PHOENIX — A provision in a court ruling this week on bars and alcohol sales could end up curtailing business at some restaurants, which could then lead them to close.
In her decision Tuesday, Maricopa County Superior Court Judge Pamela Gates upheld Gov. Doug Ducey’s actions in keeping bars closed while allowing restaurants to remain open and serve alcohol. She said those actions were within Ducey’s broad authority to protect public health.
But Gates did not look so kindly on the governor telling the state Department of Liquor Licenses and Control to look the other way when restaurants sell beer, wine and liquor out the front door, which Ducey did to help the financially struggling businesses.
The judge said that directive hardly fits within the actions Ducey is permitted to take in emergencies. His decision to suspend enforcement of a liquor law “impermissibly stretches” the governor’s power, she said.
Any resulting move by Ducey to rescind that part of his order would get opposition from the Arizona Restaurant Association.
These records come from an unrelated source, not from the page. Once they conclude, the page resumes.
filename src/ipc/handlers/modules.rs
use crate::ipc::error::{err, ok};
use crate::ipc::types::{AppState, Request};
use rusqlite::OptionalExtension;
use serde_json::json;
use uuid::Uuid;

fn handle_create(state: &mut AppState, req: &Request) -> serde_json::Value {
    let Some(conn) = state.db.as_ref() else {
        return err(&req.id, "no_workspace", "select a workspace first", None);
    };

    let course_id = match req.params.get("courseId").and_then(|v| v.as_str()) {
        Some(v) => v.to_string(),
        None => return err(&req.id, "bad_params", "missing courseId", None),
    };
    let title = match req.params.get("title").and_then(|v| v.as_str()) {
        Some(v) if !v.trim().is_empty() => v.trim().to_string(),
        _ => return err(&req.id, "bad_params", "missing title", None),
    };
    let content = req
        .params
        .get("content")
        .and_then(|v| v.as_str())
        .map(|s| s.to_string());
    let order_index = req
        .params
        .get("orderIndex")
        .and_then(|v| v.as_i64())
        .unwrap_or(0);

    if !super::courses::course_exists(conn, &course_id) {
        return err(&req.id, "not_found", "course not found", None);
    }

    let module_id = Uuid::new_v4().to_string();
    if let Err(e) = conn.execute(
        "INSERT INTO modules(id, course_id, title, content, order_index) VALUES(?, ?, ?, ?, ?)",
        (&module_id, &course_id, &title, &content, order_index),
    ) {
        return err(
            &req.id,
            "db_insert_failed",
            e.to_string(),
            Some(json!({ "table": "modules" })),
        );
    }

    let _ = super::announcements::post_system(
        conn,
        &course_id,
        "New topic published",
        &format!("Topic **{}** is now available.", title),
    );

    ok(&req.id, json!({ "moduleId": module_id }))
}

fn handle_list(state: &mut AppState, req: &Request) -> serde_json::Value {
    let Some(conn) = state.db.as_ref() else {
        return ok(&req.id, json!({ "modules": [] }));
    };

    let course_id = match req.params.get("courseId").and_then(|v| v.as_str()) {
        Some(v) => v.to_string(),
        None => return err(&req.id, "bad_params", "missing courseId", None),
    };

    let mut stmt = match conn.prepare(
        "SELECT id, title, content, order_index
         FROM modules
         WHERE course_id = ?
         ORDER BY order_index, title",
    ) {
        Ok(s) => s,
        Err(e) => return err(&req.id, "db_query_failed", e.to_string(), None),
    };

    let rows = stmt
        .query_map([&course_id], |row| {
            let id: String = row.get(0)?;
            let title: String = row.get(1)?;
            let content: Option<String> = row.get(2)?;
            let order_index: i64 = row.get(3)?;
            Ok(json!({
                "id": id,
                "title": title,
                "content": content,
                "orderIndex": order_index
            }))
        })
        .and_then(|it| it.collect::<Result<Vec<_>, _>>());

    match rows {
        Ok(modules) => ok(&req.id, json!({ "modules": modules })),
        Err(e) => err(&req.id, "db_query_failed", e.to_string(), None),
    }
}

fn handle_update(state: &mut AppState, req: &Request) -> serde_json::Value {
    let Some(conn) = state.db.as_ref() else {
        return err(&req.id, "no_workspace", "select a workspace first", None);
    };

    let module_id = match req.params.get("moduleId").and_then(|v| v.as_str()) {
        Some(v) => v.to_string(),
        None => return err(&req.id, "bad_params", "missing moduleId", None),
    };
    if !module_exists(conn, &module_id) {
        return err(&req.id, "not_found", "module not found", None);
    }

    if let Some(title) = req.params.get("title").and_then(|v| v.as_str()) {
        if title.trim().is_empty() {
            return err(&req.id, "bad_params", "title must not be empty", None);
        }
        if let Err(e) = conn.execute(
            "UPDATE modules SET title = ? WHERE id = ?",
            (title.trim(), &module_id),
        ) {
            return err(&req.id, "db_update_failed", e.to_string(), None);
        }
    }
    if let Some(content) = req.params.get("content").and_then(|v| v.as_str()) {
        if let Err(e) = conn.execute(
            "UPDATE modules SET content = ? WHERE id = ?",
            (content, &module_id),
        ) {
            return err(&req.id, "db_update_failed", e.to_string(), None);
        }
    }
    if let Some(order_index) = req.params.get("orderIndex").and_then(|v| v.as_i64()) {
        if let Err(e) = conn.execute(
            "UPDATE modules SET order_index = ? WHERE id = ?",
            (order_index, &module_id),
        ) {
            return err(&req.id, "db_update_failed", e.to_string(), None);
        }
    }

    ok(&req.id, json!({ "ok": true }))
}

fn handle_delete(state: &mut AppState, req: &Request) -> serde_json::Value {
    let Some(conn) = state.db.as_ref() else {
        return err(&req.id, "no_workspace", "select a workspace first", None);
    };

    let module_id = match req.params.get("moduleId").and_then(|v| v.as_str()) {
        Some(v) => v.to_string(),
        None => return err(&req.id, "bad_params", "missing moduleId", None),
    };
    if !module_exists(conn, &module_id) {
        return err(&req.id, "not_found", "module not found", None);
    }

    let tx = match conn.unchecked_transaction() {
        Ok(t) => t,
        Err(e) => return err(&req.id, "db_tx_failed", e.to_string(), None),
    };

    // Deleting a topic detaches its items; assignments and quizzes survive.
    if let Err(e) = tx.execute(
        "UPDATE assignments SET module_id = NULL WHERE module_id = ?",
        [&module_id],
    ) {
        let _ = tx.rollback();
        return err(&req.id, "db_update_failed", e.to_string(), None);
    }
    if let Err(e) = tx.execute(
        "UPDATE quizzes SET module_id = NULL WHERE module_id = ?",
        [&module_id],
    ) {
        let _ = tx.rollback();
        return err(&req.id, "db_update_failed", e.to_string(), None);
    }
    if let Err(e) = tx.execute("DELETE FROM modules WHERE id = ?", [&module_id]) {
        let _ = tx.rollback();
        return err(&req.id, "db_delete_failed", e.to_string(), None);
    }

    if let Err(e) = tx.commit() {
        return err(&req.id, "db_commit_failed", e.to_string(), None);
    }

    ok(&req.id, json!({ "ok": true }))
}

fn module_exists(conn: &rusqlite::Connection, module_id: &str) -> bool {
    conn.query_row("SELECT 1 FROM modules WHERE id = ?", [module_id], |r| {
        r.get::<_, i64>(0)
    })
    .optional()
    .ok()
    .flatten()
    .is_some()
}

pub fn try_handle(state: &mut AppState, req: &Request) -> Option<serde_json::Value> {
    match req.method.as_str() {
        "modules.create" => Some(handle_create(state, req)),
        "modules.list" => Some(handle_list(state, req)),
        "modules.update" => Some(handle_update(state, req)),
        "modules.delete" => Some(handle_delete(state, req)),
        _ => None,
    }
}
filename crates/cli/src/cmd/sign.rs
//! Implementation of the `dockrel sign` command.

use std::path::{Path, PathBuf};

use anyhow::{Context, Result};
use clap::Args;

use dockrel_lib::image::Digest;
use dockrel_lib::pipeline;
use dockrel_lib::secret::SecretSource;

use super::{Session, registry_auth, runtime};
use crate::output::print_success;

#[derive(Args, Debug)]
pub struct SignArgs {
  /// Signing key reference: "env:NAME" or "file:PATH"
  #[arg(long)]
  pub key: SecretSource,

  /// Signing key password reference: "env:NAME" or "file:PATH"
  #[arg(long)]
  pub password: SecretSource,

  /// Digest to sign (default: the last published digest)
  #[arg(long)]
  pub digest: Option<String>,

  /// Registry username for the signer
  #[arg(long, requires = "registry_password")]
  pub registry_username: Option<String>,

  /// Registry password reference for the signer
  #[arg(long, requires = "registry_username")]
  pub registry_password: Option<SecretSource>,

  /// Docker config.json to hand to the signer
  #[arg(long)]
  pub docker_config: Option<PathBuf>,
}

pub fn cmd_sign(config: Option<&Path>, args: SignArgs) -> Result<()> {
  let session = Session::open(config)?;
  let state = session.load_state()?;

  let sign_args = pipeline::SignArgs {
    digest: args.digest.map(Digest::new),
    key: args.key.load().context("Failed to load signing key")?,
    password: args.password.load().context("Failed to load signing password")?,
    registry_auth: registry_auth(args.registry_username.as_deref(), args.registry_password.as_ref())?,
    docker_config: args.docker_config,
  };

  let rt = runtime()?;
  let output = rt
    .block_on(session.pipeline.sign(&state, sign_args))
    .context("Signing failed")?;

  if !output.trim().is_empty() {
    println!("{}", output.trim_end());
  }
  print_success("Signed");
  Ok(())
}
//! Shared test helpers for CLI integration tests.
//!
//! Every test gets a temp directory holding stub `docker`, `apko`, `grype`,
//! `crane` and `cosign` scripts, a config file pointing at them, and isolated XDG
//! directories. Builds and pulls write small but valid OCI layouts. The stubs
//! append their arguments to a shared log and react to a few environment
//! variables:
//!
//! - `FAKE_DOCKER_FAIL`: docker fails when its arguments contain this text
//! - `FAKE_GRYPE_SEVERITY`: grype reports one finding with this severity
//! - `FAKE_CRANE_FAIL`: crane fails when its arguments contain this text

use std::os::unix::fs::PermissionsExt;
use std::path::PathBuf;

use assert_cmd::Command;
use assert_cmd::cargo::cargo_bin_cmd;
use tempfile::TempDir;

/// Shell functions shared by the stubs: `make_layout DIR LABEL` writes a
/// one-layer OCI layout into DIR, `write_layout TAR LABEL` packs one into TAR.
const LAYOUT_FUNCTIONS: &str = r#"
sha() {
  if command -v sha256sum >/dev/null 2>&1; then sha256sum "$1"; else shasum -a 256 "$1"; fi | cut -d' ' -f1
}
size() { wc -c < "$1" | tr -d ' '; }
store() {
  digest=$(sha "$2")
  mv "$2" "$1/blobs/sha256/$digest"
  echo "$digest"
}
make_layout() {
  dir="$1"
  mkdir -p "$dir/blobs/sha256"
  printf '%s layer\n' "$2" > "$dir/layer"
  layer_size=$(size "$dir/layer"); layer=$(store "$dir" "$dir/layer")
  printf '{"os":"linux","label":"%s"}' "$2" > "$dir/config"
  config_size=$(size "$dir/config"); config=$(store "$dir" "$dir/config")
  printf '{"schemaVersion":2,"mediaType":"application/vnd.oci.image.manifest.v1+json","config":{"mediaType":"application/vnd.oci.image.config.v1+json","digest":"sha256:%s","size":%s},"layers":[{"mediaType":"application/vnd.oci.image.layer.v1.tar","digest":"sha256:%s","size":%s}]}' \
    "$config" "$config_size" "$layer" "$layer_size" > "$dir/manifest"
  manifest_size=$(size "$dir/manifest"); manifest=$(store "$dir" "$dir/manifest")
  printf '{"schemaVersion":2,"manifests":[{"mediaType":"application/vnd.oci.image.manifest.v1+json","digest":"sha256:%s","size":%s}]}' \
    "$manifest" "$manifest_size" > "$dir/index.json"
  printf '{"imageLayoutVersion":"1.0.0"}' > "$dir/oci-layout"
}
write_layout() {
  case "$1" in /*) tar_path="$1" ;; *) tar_path="$PWD/$1" ;; esac
  scratch=$(mktemp -d)
  make_layout "$scratch" "$2"
  (cd "$scratch" && tar -cf "$tar_path" oci-layout index.json blobs)
  rm -rf "$scratch"
}
"#;

const DOCKER_STUB: &str = r#"
echo "docker $*" >> "$DOCKREL_TOOL_LOG"
if [ -n "$FAKE_DOCKER_FAIL" ]; then
  case "$*" in *"$FAKE_DOCKER_FAIL"*) echo "build exploded" >&2; exit 1 ;; esac
fi
for arg in "$@"; do
  case "$arg" in type=oci,dest=*) dest="${arg#type=oci,dest=}" ;; esac
done
[ -n "$dest" ] || exit 1
write_layout "$dest" "$(basename "$dest")"
"#;

const APKO_STUB: &str = r#"
echo "apko $*" >> "$DOCKREL_TOOL_LOG"
[ -f "$4" ] || { echo "no config $4 in $PWD" >&2; exit 1; }
for last; do :; done
write_layout "$last" "apko-$3"
"#;

const GRYPE_STUB: &str = r#"
echo "grype $*" >> "$DOCKREL_TOOL_LOG"
for arg in "$@"; do
  case "$arg" in json=*) out="${arg#json=}" ;; esac
done
if [ -n "$FAKE_GRYPE_SEVERITY" ]; then
  printf '{"matches":[{"vulnerability":{"id":"CVE-2024-0001","severity":"%s"},"artifact":{"name":"openssl","version":"3.0.1"}}]}' "$FAKE_GRYPE_SEVERITY" > "$out"
  echo "openssl 3.0.1 CVE-2024-0001 $FAKE_GRYPE_SEVERITY"
else
  printf '{"matches":[]}' > "$out"
  echo "No vulnerabilities found"
fi
"#;

const CRANE_STUB: &str = r#"
echo "crane $*" >> "$DOCKREL_TOOL_LOG"
if [ -n "$FAKE_CRANE_FAIL" ]; then
  case "$*" in *"$FAKE_CRANE_FAIL"*) echo "denied" >&2; exit 1 ;; esac
fi
case "$1" in
  digest) echo "sha256:deadbeef" ;;
  auth) cat > /dev/null ;;
  pull) for last; do :; done; make_layout "$last" "pulled-$3" ;;
esac
"#;

const COSIGN_STUB: &str = r#"
[ -n "$COSIGN_PRIVATE_KEY" ] || { echo "no key" >&2; exit 1; }
[ -n "$COSIGN_PASSWORD" ] || { echo "no password" >&2; exit 1; }
[ "$COSIGN_YES" = "true" ] || { echo "would prompt" >&2; exit 1; }
echo "cosign $*" >> "$DOCKREL_TOOL_LOG"
echo "tlog entry created"
"#;

/// Isolated test environment.
pub struct TestEnv {
  pub temp: TempDir,
  pub config_path: PathBuf,
}

impl TestEnv {
  pub fn new() -> Self {
    let temp = TempDir::new().unwrap();
    let bin = temp.path().join("bin");
    std::fs::create_dir_all(&bin).unwrap();

    for (name, body) in [
      ("docker", DOCKER_STUB),
      ("apko", APKO_STUB),
      ("grype", GRYPE_STUB),
      ("crane", CRANE_STUB),
      ("cosign", COSIGN_STUB),
    ] {
      let path = bin.join(name);
      std::fs::write(&path, format!("#!/bin/sh\n{LAYOUT_FUNCTIONS}{body}")).unwrap();
      std::fs::set_permissions(&path, std::fs::Permissions::from_mode(0o755)).unwrap();
    }

    let config_path = temp.path().join("dockrel.toml");
    let config = format!(
      "[tools]\ndocker = {:?}\napko = {:?}\ngrype = {:?}\ncrane = {:?}\ncosign = {:?}\n",
      bin.join("docker"),
      bin.join("apko"),
      bin.join("grype"),
      bin.join("crane"),
      bin.join("cosign"),
    );
    std::fs::write(&config_path, config).unwrap();

    Self { temp, config_path }
  }

  pub fn path(&self, relative_path: &str) -> PathBuf {
    self.temp.path().join(relative_path)
  }

  /// Write a file relative to the temp directory.
  pub fn write_file(&self, relative_path: &str, content: &str) {
    let path = self.path(relative_path);
    if let Some(parent) = path.parent() {
      std::fs::create_dir_all(parent).unwrap();
    }
    std::fs::write(&path, content).unwrap();
  }

  /// A build context holding a recipe.
  pub fn context(&self, relative_path: &str) -> PathBuf {
    self.write_file(&format!("{relative_path}/Dockerfile"), "FROM scratch\n");
    let p = self.path(relative_path);
    dunce::canonicalize(&p).unwrap_or(p)
  }

  /// Every stub invocation so far, one per line.
  pub fn tool_log(&self) -> String {
    std::fs::read_to_string(self.path("tools.log")).unwrap_or_default()
  }

  fn dir(&self, name: &str) -> PathBuf {
    let p = self.path(name);
    std::fs::create_dir_all(&p).unwrap();
    dunce::canonicalize(&p).unwrap_or(p)
  }

  /// A pre-configured Command for the dockrel binary.
  pub fn cmd(&self) -> Command {
    let mut cmd: Command = cargo_bin_cmd!("dockrel");
    cmd.env("XDG_CONFIG_HOME", self.dir("config"));
    cmd.env("XDG_DATA_HOME", self.dir("data"));
    cmd.env("XDG_CACHE_HOME", self.dir("cache"));
    cmd.env("DOCKREL_TOOL_LOG", self.path("tools.log"));
    cmd.env_remove("DOCKREL_CONFIG");
    cmd.env_remove("RUST_LOG");
    cmd.env_remove("FAKE_DOCKER_FAIL");
    cmd.env_remove("FAKE_GRYPE_SEVERITY");
    cmd.env_remove("FAKE_CRANE_FAIL");
    cmd.arg("--config").arg(&self.config_path);
    cmd
  }

  /// Names left in the work dir, sorted.
  pub fn work_dir_entries(&self) -> Vec<String> {
    let Ok(entries) = std::fs::read_dir(self.path("cache/dockrel/work")) else {
      return Vec::new();
    };
    let mut names: Vec<String> = entries
      .map(|e| e.unwrap().file_name().to_string_lossy().into_owned())
      .collect();
    names.sort();
    names
  }

  /// Saved pipeline state as JSON.
  pub fn state(&self) -> serde_json::Value {
    let output = self.cmd().args(["state", "-o", "json"]).output().unwrap();
    assert!(output.status.success());
    serde_json::from_slice(&output.stdout).unwrap()
  }
}

/// `index.json` of an exported layout archive.
pub fn layout_index(archive: &std::path::Path) -> serde_json::Value {
  let file = std::fs::File::open(archive).unwrap();
  let mut tar = tar::Archive::new(file);
  for entry in tar.entries().unwrap() {
    let entry = entry.unwrap();
    if entry.path().unwrap().to_str() == Some("index.json") {
      return serde_json::from_reader(entry).unwrap();
    }
  }
  panic!("no index.json in {}", archive.display());
}

pub fn combined(output: &std::process::Output) -> String {
  format!(
    "{}{}",
    String::from_utf8_lossy(&output.stdout),
    String::from_utf8_lossy(&output.stderr)
  )
}

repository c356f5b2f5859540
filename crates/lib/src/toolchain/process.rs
//! Child process invocation for the command line collaborators.
//!
//! Secrets handed to a tool go through [`Invocation::secret_env`],
//! [`Invocation::secret_stdin`] or, where a tool only accepts a flag,
//! [`Invocation::secret_arg`]. All three reveal the value only while the
//! command is being spawned, and [`Invocation::display`] renders them redacted.

use std::collections::BTreeMap;
use std::path::PathBuf;
use std::process::Stdio;

use tokio::io::AsyncWriteExt;
use tokio::process::Command;
use tracing::{debug, info};

use crate::secret::Secret;

use super::ToolError;

/// Lines of stderr kept in a failure message.
const STDERR_TAIL_LINES: usize = 20;

#[derive(Debug, Clone)]
enum Arg {
  Plain(String),
  Secret(Secret),
}

/// Captured output of a successful invocation.
#[derive(Debug, Clone, Default)]
pub struct ToolOutput {
  pub stdout: String,
  pub stderr: String,
}

/// A command line to run, built up before spawning.
#[derive(Debug, Clone)]
pub struct Invocation {
  program: String,
  args: Vec<Arg>,
  env: BTreeMap<String, String>,
  secret_env: BTreeMap<String, Secret>,
  stdin: Option<Secret>,
  cwd: Option<PathBuf>,
}

impl Invocation {
  pub fn new(program: impl Into<String>) -> Self {
    Self {
      program: program.into(),
      args: Vec::new(),
      env: BTreeMap::new(),
      secret_env: BTreeMap::new(),
      stdin: None,
      cwd: None,
    }
  }

  pub fn arg(mut self, arg: impl Into<String>) -> Self {
    self.args.push(Arg::Plain(arg.into()));
    self
  }

  pub fn args<I, S>(mut self, args: I) -> Self
  where
    I: IntoIterator<Item = S>,
    S: Into<String>,
  {
    self.args.extend(args.into_iter().map(|a| Arg::Plain(a.into())));
    self
  }

  /// An argument whose value must not be logged.
  pub fn secret_arg(mut self, secret: &Secret) -> Self {
    self.args.push(Arg::Secret(secret.clone()));
    self
  }

  pub fn env(mut self, key: impl Into<String>, value: impl Into<String>) -> Self {
    self.env.insert(key.into(), value.into());
    self
  }

  /// An environment binding visible only to the child process.
  pub fn secret_env(mut self, key: impl Into<String>, secret: &Secret) -> Self {
    self.secret_env.insert(key.into(), secret.clone());
    self
  }

  /// Write `secret` to the child's stdin and close it.
  pub fn secret_stdin(mut self, secret: &Secret) -> Self {
    self.stdin = Some(secret.clone());
    self
  }

  pub fn current_dir(mut self, dir: impl Into<PathBuf>) -> Self {
    self.cwd = Some(dir.into());
    self
  }

  pub fn program(&self) -> &str {
    &self.program
  }

  /// The command line with secret arguments redacted.
  pub fn display(&self) -> String {
    let mut rendered = self.program.clone();
    for arg in &self.args {
      rendered.push(' ');
      match arg {
        Arg::Plain(value) => rendered.push_str(value),
        Arg::Secret(secret) => rendered.push_str(&secret.to_string()),
      }
    }
    rendered
  }

  /// Run to completion and return captured output.
  ///
  /// The child inherits the parent environment plus the configured bindings,
  /// and is killed if the returned future is dropped before it exits.
  pub async fn run(&self) -> Result<ToolOutput, ToolError> {
    info!(cmd = %self.display(), "running tool");

    let mut command = Command::new(&self.program);
    for arg in &self.args {
      match arg {
        Arg::Plain(value) => command.arg(value),
        Arg::Secret(secret) => command.arg(secret.reveal()),
      };
    }
    command
      .envs(&self.env)
      .envs(self.secret_env.iter().map(|(k, v)| (k, v.reveal())))
      .stdin(if self.stdin.is_some() { Stdio::piped() } else { Stdio::null() })
      .stdout(Stdio::piped())
      .stderr(Stdio::piped())
      .kill_on_drop(true);

    if let Some(cwd) = &self.cwd {
      command.current_dir(cwd);
    }

    debug!(program = %self.program, cwd = ?self.cwd, "spawning process");

    let mut child = command.spawn().map_err(|source| ToolError::Spawn {
      program: self.program.clone(),
      source,
    })?;

    if let (Some(secret), Some(mut stdin)) = (&self.stdin, child.stdin.take()) {
      stdin.write_all(secret.reveal().as_bytes()).await?;
      stdin.shutdown().await?;
    }

    let output = child.wait_with_output().await?;
    let stdout = String::from_utf8_lossy(&output.stdout).trim().to_string();
    let stderr = String::from_utf8_lossy(&output.stderr).trim().to_string();

    if !output.status.success() {
      if !stdout.is_empty() {
        debug!(stdout = %stdout, "tool stdout");
      }
      return Err(ToolError::Failed {
        program: self.program.clone(),
        code: output.status.code(),
        stderr: tail(&stderr, STDERR_TAIL_LINES),
      });
    }

    if !stdout.is_empty() {
      debug!(stdout = %stdout, "tool output");
    }

    Ok(ToolOutput { stdout, stderr })
  }
}

fn tail(text: &str, lines: usize) -> String {
  let all: Vec<&str> = text.lines().collect();
  let start = all.len().saturating_sub(lines);
  all[start..].join("\n")
}
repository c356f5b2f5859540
//! Shared utilities.

#[cfg(test)]
pub mod testutil;
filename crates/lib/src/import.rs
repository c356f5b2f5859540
//! Import of already published images.
//!
//! Pulls one archive per platform from a registry address, using the same
//! fan-out as builds, so an imported set can be scanned, exported, re-published
//! and signed like a built one.

use std::path::Path;
use std::sync::Arc;

use tracing::info;

use crate::build::{BuildError, fan_out};
use crate::image::ImageVariantSet;
use crate::platform::Platform;
use crate::toolchain::{PullRequest, Registry};

/// Pull `address` once per platform into a fresh `import-*` directory inside `work_dir`.
pub async fn pull_variants<R>(
  registry: Arc<R>,
  address: &str,
  platforms: &[Platform],
  work_dir: &Path,
) -> Result<ImageVariantSet, BuildError>
where
  R: Registry,
{
  info!(address, platforms = platforms.len().max(1), "starting import");

  fan_out(platforms, work_dir, "import", |platform, output| {
    let request = PullRequest {
      address: address.to_string(),
      platform,
      output,
    };
    let registry = Arc::clone(&registry);
    async move { registry.pull(request).await }
  })
  .await
}
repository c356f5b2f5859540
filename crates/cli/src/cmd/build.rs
//! Implementation of the `dockrel build` command.
//!
//! Builds one image variant per platform and replaces the saved variant set.

use std::path::{Path, PathBuf};

use anyhow::{Context, Result};
use clap::Args;
use serde::Serialize;

use dockrel_lib::build::{BuildTarget, RecipeKind};

use super::{Session, platforms, runtime};
use crate::output::{OutputFormat, format_duration, print_json, print_stat, print_success};

#[derive(Args, Debug)]
pub struct BuildArgs {
  /// Build context directory
  #[arg(default_value = ".")]
  pub context: PathBuf,

  /// Recipe path relative to the context (default: build.recipe from config)
  #[arg(short = 'f', long = "file")]
  pub recipe: Option<PathBuf>,

  /// Recipe kind, "dockerfile" or "apko" (default: build.kind from config)
  #[arg(short, long)]
  pub kind: Option<RecipeKind>,

  /// Comma separated platforms, e.g. "linux/amd64,linux/arm64" (default: host)
  #[arg(short, long)]
  pub platform: Option<String>,

  /// Stage to build (default: build.target from config, else the final stage)
  #[arg(short, long)]
  pub target: Option<String>,

  /// Output format
  #[arg(short = 'o', long, value_enum, default_value = "text")]
  pub output: OutputFormat,
}

#[derive(Debug, Serialize)]
struct BuiltVariant {
  platform: String,
  archive: PathBuf,
}

pub fn cmd_build(config: Option<&Path>, args: BuildArgs) -> Result<()> {
  let session = Session::open(config)?;
  let context = dunce::canonicalize(&args.context)
    .with_context(|| format!("Build context not found: {}", args.context.display()))?;
  let config = session.config();

  // An explicit kind brings its own conventional recipe unless -f says otherwise.
  let (kind, recipe) = match args.kind {
    Some(kind) => (kind, PathBuf::from(kind.default_recipe())),
    None => (config.build.kind, config.build.recipe()),
  };

  let target = BuildTarget::new(context)
    .with_kind(kind)
    .with_recipe(args.recipe.unwrap_or(recipe))
    .with_target(Some(args.target.unwrap_or_else(|| config.build.target.clone())))
    .with_platforms(platforms(args.platform.as_deref())?);

  let state = session.load_state()?;
  let started = std::time::Instant::now();
  let rt = runtime()?;
  let state = rt
    .block_on(session.pipeline.build(&state, &target))
    .context("Build failed")?;
  session.save_state(&state)?;

  if args.output.is_json() {
    let built: Vec<_> = state
      .variants()
      .iter()
      .map(|v| BuiltVariant {
        platform: v.platform.to_string(),
        archive: v.archive.clone(),
      })
      .collect();
    print_json(&built)?;
  } else {
    print_success(&format!(
      "Built {} variant(s) in {}",
      state.variants().len(),
      format_duration(started.elapsed())
    ));
    for variant in state.variants() {
      print_stat(&variant.platform.to_string(), &variant.archive.display().to_string());
    }
  }

  Ok(())
}
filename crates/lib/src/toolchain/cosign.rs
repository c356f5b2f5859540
//! `cosign` signer.

use tempfile::TempDir;

use crate::consts::{SIGNING_KEY_ENV, SIGNING_PASSWORD_ENV};

use super::process::Invocation;
use super::{ProcessToolchain, SignRequest, Signer, ToolError};

impl Signer for ProcessToolchain {
  async fn sign(&self, request: SignRequest) -> Result<String, ToolError> {
    let mut invocation = Invocation::new(&self.tools.cosign)
      .arg("sign")
      .arg(request.subject.as_str())
      .arg("--key")
      .arg(format!("env://{SIGNING_KEY_ENV}"))
      .env("COSIGN_YES", "true")
      .secret_env(SIGNING_PASSWORD_ENV, &request.password)
      .secret_env(SIGNING_KEY_ENV, &request.key);

    if let Some(auth) = &request.registry_auth {
      invocation = invocation
        .arg("--registry-username")
        .arg(&auth.username)
        .arg("--registry-password")
        .secret_arg(&auth.password);
    }

    // Held until the signer exits.
    let _docker_config_dir = match &request.docker_config {
      Some(config) => {
        let dir = TempDir::new()?;
        tokio::fs::copy(config, dir.path().join("config.json")).await?;
        invocation = invocation.env("DOCKER_CONFIG", dir.path().to_string_lossy());
        Some(dir)
      }
      None => None,
    };

    let output = invocation.run().await?;

    Ok(match (output.stdout.is_empty(), output.stderr.is_empty()) {
      (false, false) => format!("{}\n{}", output.stderr, output.stdout),
      (true, _) => output.stderr,
      (false, true) => output.stdout,
    })
  }
}
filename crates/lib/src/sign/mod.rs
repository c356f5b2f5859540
//! Detached signatures for published digests.

use thiserror::Error;
use tracing::info;

use crate::image::Digest;
use crate::toolchain::{SignRequest, Signer, ToolError};

#[derive(Debug, Error)]
#[error("signing {subject} failed: {source}")]
pub struct SignError {
  pub subject: Digest,
  #[source]
  pub source: ToolError,
}

/// Hand `request` to the signer and return its acknowledgement.
///
/// The signature is not verified here.
pub async fn sign_digest<S>(signer: &S, request: SignRequest) -> Result<String, SignError>
where
  S: Signer,
{
  let subject = request.subject.clone();
  info!(
    digest = %subject,
    registry_auth = request.registry_auth.is_some(),
    docker_config = request.docker_config.is_some(),
    "signing image"
  );

  let output = signer
    .sign(request)
    .await
    .map_err(|source| SignError {
      subject: subject.clone(),
      source,
    })?;

  info!(digest = %subject, "signed");
  Ok(output)
}
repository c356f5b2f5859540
//! CLI integration tests driving the binary against stub tools.

#![cfg(unix)]

mod common;
mod pipeline_tests;
mod release_tests;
“We are reviewing the ruling,” said Ducey press aide Patrick Ptak.
He said the directive was and is justified, calling it one of the “tough decisions” Ducey has had to make. “This has been a way for many establishments to maintain their operations while continuing to prioritize public health,” Ptak said.
In March, Ducey used his emergency powers to close all bars and restaurants to patrons because of the pandemic. But he agreed to pleas from restaurant owners to allow them to continue selling takeout beer, wine and alcoholic beverages to customers who also were getting food to go.
Such off-premises sales are illegal under state law, however, so Ducey instructed liquor department agents to ignore the violations.
That provided a “key lifeline” to restaurants, said Dan Bogert, chief operating officer of the Arizona Restaurant Association. “They are helping to keep those places in business and employees employed,” he said.
Ducey has since loosened restrictions — at least on restaurants. They can provide dine-in services, but only at 50% capacity. Bars remain closed unless they agree to operate under additional restrictions to slow the spread of COVID-19.
boost for restaurants
Bogert said restaurants — many of them still in precarious financial condition — need the state to keep ignoring the alcohol-to-go violations.
He said a survey in July, after in-house dining was again allowed, found 40% of restaurants said they would be forced to close, permanently, within 90 days.
“And what I’m saying is that number would be higher without the to-go alcohol privilege,” Bogert said.
The only reason any of this came to the judge’s attention is a lawsuit filed by more than 100 bar owners challenging Ducey’s authority to shut down their operations while allowing alcohol to be served to restaurant patrons.
Restaurants are issued a Series 12 license by the Department of Liquor Licenses and Control. They must generate at least 40% of their revenues from sales of items other than alcoholic beverages.
Bars, licensed as Series 6 for all alcohol sales or Series 7 for bar and wine sales only, have no such restriction. That is one reason it costs so much more to acquire a state license to operate a bar; another is the state issues a limited number of bar licenses per county.
Another factor is that bars — and only bars — can legally sell alcoholic beverages to go.
Ducey not only forced the bars to close, but also illegally gave away their one edge to the restaurants they normally compete with, said Ilan Wurman, attorney for the bar owners.
Nothing in Gates’ Tuesday ruling requires state liquor authorities to immediately go out and start enforcing the law. That issue remains for a future hearing.
But she has put Ducey on notice that she’s likely to issue a final order saying he’s been violating the law and must stop.